== WHAT THIS TASK INVOLVES ==
Pull every line that includes the word "mismatch" out of the data below and copy it.

--------------------------------------------------

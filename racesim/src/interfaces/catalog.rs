use crate::core::track::{Track, TrackPars};
use crate::core::vehicle::{Vehicle, VehiclePars};
use crate::error::RaceError;
use std::collections::HashMap;

/// RaceCatalog supplies vehicles and tracks by id. A missing id is a configuration error.
pub trait RaceCatalog {
    fn vehicle(&self, vehicle_id: &str) -> Result<Vehicle, RaceError>;
    fn track(&self, track_id: &str) -> Result<Track, RaceError>;
}

/// MemoryCatalog keeps vehicle and track parameters in memory, e.g. after reading them from a
/// parameter file.
#[derive(Debug, Clone, Default)]
pub struct MemoryCatalog {
    vehicle_pars_all: HashMap<String, VehiclePars>,
    track_pars_all: HashMap<String, TrackPars>,
}

impl MemoryCatalog {
    pub fn new(vehicle_pars_all: &[VehiclePars], track_pars_all: &[TrackPars]) -> MemoryCatalog {
        MemoryCatalog {
            vehicle_pars_all: vehicle_pars_all
                .iter()
                .map(|v| (v.id.to_owned(), v.to_owned()))
                .collect(),
            track_pars_all: track_pars_all
                .iter()
                .map(|t| (t.id.to_owned(), t.to_owned()))
                .collect(),
        }
    }
}

impl RaceCatalog for MemoryCatalog {
    fn vehicle(&self, vehicle_id: &str) -> Result<Vehicle, RaceError> {
        self.vehicle_pars_all
            .get(vehicle_id)
            .map(Vehicle::new)
            .ok_or_else(|| RaceError::Configuration(format!("vehicle {} not found", vehicle_id)))
    }

    fn track(&self, track_id: &str) -> Result<Track, RaceError> {
        let track_pars = self
            .track_pars_all
            .get(track_id)
            .ok_or_else(|| RaceError::Configuration(format!("track {} not found", track_id)))?;
        Track::new(track_pars)
    }
}
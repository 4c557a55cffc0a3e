pub mod catalog;
pub mod event_sink;
pub mod profile_store;
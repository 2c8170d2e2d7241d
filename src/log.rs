//! Durable logical log and recovery replay.
//!
//! Prepared commands are appended per transaction, followed by a commit
//! frame carrying the commit sequence number. Replay scans the file in
//! append order, yielding only transactions whose commit frame made it to
//! disk; a torn tail (incomplete final frame) ends replay cleanly.

use std::fs::{File, OpenOptions};
use std::io::{Read, Seek, SeekFrom, Write};
use std::path::Path;

use parking_lot::Mutex;
use tracing::{debug, info};

use crate::cache::CacheTracker;
use crate::command::Command;
use crate::error::{Result, StoreError};
use crate::locks::LockManager;
use crate::store::GraphStore;
use crate::tx::WriteTransaction;

const MAGIC: [u8; 8] = *b"CHAINLOG";
const VERSION: u16 = 1;
const HEADER_LEN: usize = MAGIC.len() + 2;

const FRAME_COMMAND: u8 = 1;
const FRAME_COMMIT: u8 = 2;
const FRAME_HEADER_LEN: usize = 1 + 8 + 4 + 4;

/// One committed transaction reconstructed from the log.
#[derive(Debug)]
pub struct RecoveredTx {
    pub tx_id: u64,
    pub commit_tx: u64,
    pub commands: Vec<Command>,
}

/// Append-only command log backing crash recovery.
#[derive(Debug)]
pub struct LogicalLog {
    file: Mutex<File>,
}

impl LogicalLog {
    /// Opens (or creates) the log at `path`, validating the file header.
    pub fn open(path: impl AsRef<Path>) -> Result<Self> {
        let mut file = OpenOptions::new()
            .read(true)
            .write(true)
            .create(true)
            .open(path.as_ref())?;
        let len = file.metadata()?.len();
        if len == 0 {
            file.write_all(&MAGIC)?;
            file.write_all(&VERSION.to_be_bytes())?;
            file.sync_all()?;
        } else {
            let mut header = [0u8; HEADER_LEN];
            file.read_exact(&mut header)?;
            if header[..MAGIC.len()] != MAGIC {
                return Err(StoreError::Corruption("log header magic mismatch".into()));
            }
            let version = u16::from_be_bytes([header[8], header[9]]);
            if version != VERSION {
                return Err(StoreError::Corruption(format!(
                    "unsupported log version {version}"
                )));
            }
        }
        file.seek(SeekFrom::End(0))?;
        Ok(Self {
            file: Mutex::new(file),
        })
    }

    /// Appends one prepared command for transaction `tx_id`.
    pub fn append_command(&self, tx_id: u64, command: &Command) -> Result<()> {
        let mut payload = Vec::new();
        command.encode(&mut payload);
        self.append_frame(FRAME_COMMAND, tx_id, &payload)
    }

    /// Appends the commit frame that makes transaction `tx_id` durable.
    pub fn append_commit(&self, tx_id: u64, commit_tx: u64) -> Result<()> {
        self.append_frame(FRAME_COMMIT, tx_id, &commit_tx.to_be_bytes())
    }

    /// Flushes appended frames to stable storage.
    pub fn sync(&self) -> Result<()> {
        self.file.lock().sync_all()?;
        Ok(())
    }

    fn append_frame(&self, kind: u8, tx_id: u64, payload: &[u8]) -> Result<()> {
        let crc = frame_crc(kind, tx_id, payload);
        let mut file = self.file.lock();
        file.write_all(&[kind])?;
        file.write_all(&tx_id.to_be_bytes())?;
        file.write_all(&(payload.len() as u32).to_be_bytes())?;
        file.write_all(&crc.to_be_bytes())?;
        file.write_all(payload)?;
        Ok(())
    }

    /// Replays the log, returning committed transactions in commit order.
    ///
    /// A frame cut short by a crash ends the scan; a complete frame whose
    /// checksum fails is corruption.
    pub fn committed_transactions(&self) -> Result<Vec<RecoveredTx>> {
        let mut file = self.file.lock();
        file.seek(SeekFrom::Start(HEADER_LEN as u64))?;
        let mut data = Vec::new();
        file.read_to_end(&mut data)?;
        file.seek(SeekFrom::End(0))?;
        drop(file);

        let mut pending: Vec<(u64, Vec<Command>)> = Vec::new();
        let mut committed = Vec::new();
        let mut pos = 0;
        while data.len() - pos >= FRAME_HEADER_LEN {
            let kind = data[pos];
            let tx_id = u64::from_be_bytes(data[pos + 1..pos + 9].try_into().expect("sized"));
            let len =
                u32::from_be_bytes(data[pos + 9..pos + 13].try_into().expect("sized")) as usize;
            let crc = u32::from_be_bytes(data[pos + 13..pos + 17].try_into().expect("sized"));
            let body_start = pos + FRAME_HEADER_LEN;
            if data.len() - body_start < len {
                debug!(offset = pos, "torn frame at log tail, ending replay");
                break;
            }
            let payload = &data[body_start..body_start + len];
            if frame_crc(kind, tx_id, payload) != crc {
                return Err(StoreError::Corruption(format!(
                    "log frame checksum mismatch at offset {pos}"
                )));
            }
            match kind {
                FRAME_COMMAND => {
                    let command = Command::decode(payload)?;
                    match pending.iter_mut().find(|(id, _)| *id == tx_id) {
                        Some((_, commands)) => commands.push(command),
                        None => pending.push((tx_id, vec![command])),
                    }
                }
                FRAME_COMMIT => {
                    if len != 8 {
                        return Err(StoreError::Corruption(
                            "commit frame has malformed payload".into(),
                        ));
                    }
                    let commit_tx = u64::from_be_bytes(payload.try_into().expect("sized"));
                    let commands = pending
                        .iter()
                        .position(|(id, _)| *id == tx_id)
                        .map(|index| pending.remove(index).1)
                        .unwrap_or_default();
                    committed.push(RecoveredTx {
                        tx_id,
                        commit_tx,
                        commands,
                    });
                }
                other => {
                    return Err(StoreError::Corruption(format!(
                        "unknown log frame kind {other}"
                    )));
                }
            }
            pos = body_start + len;
        }
        Ok(committed)
    }
}

/// Replays every committed transaction in the log against `store`.
///
/// Transactions at or below the store's committed counter are skipped, so
/// running recovery twice is a no-op. Id generators are rebuilt from store
/// state once replay finishes.
pub fn recover(
    log: &LogicalLog,
    store: &GraphStore,
    locks: &LockManager,
    cache: &dyn CacheTracker,
) -> Result<usize> {
    store.set_recovering(true);
    let result = replay_all(log, store, locks, cache);
    store.set_recovering(false);
    let replayed = result?;
    store.resync_id_generators();
    info!(replayed, "recovery complete");
    Ok(replayed)
}

fn replay_all(
    log: &LogicalLog,
    store: &GraphStore,
    locks: &LockManager,
    cache: &dyn CacheTracker,
) -> Result<usize> {
    let mut replayed = 0;
    for recovered in log.committed_transactions()? {
        if recovered.commit_tx <= store.last_committed_tx() {
            debug!(
                commit_tx = recovered.commit_tx,
                "transaction already applied, skipping"
            );
            continue;
        }
        let mut tx = WriteTransaction::recovered(recovered.tx_id, store, log, locks, cache);
        for command in recovered.commands {
            tx.inject_command(command)?;
        }
        tx.commit(recovered.commit_tx)?;
        replayed += 1;
    }
    Ok(replayed)
}

fn frame_crc(kind: u8, tx_id: u64, payload: &[u8]) -> u32 {
    let mut hasher = crc32fast::Hasher::new();
    hasher.update(&[kind]);
    hasher.update(&tx_id.to_be_bytes());
    hasher.update(payload);
    hasher.finalize()
}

--------------------------------------------------

== SOLUTION TO THE EXERCISE ==
                return Err(StoreError::Corruption("log header magic mismatch".into()));
                    "log frame checksum mismatch at offset {pos}"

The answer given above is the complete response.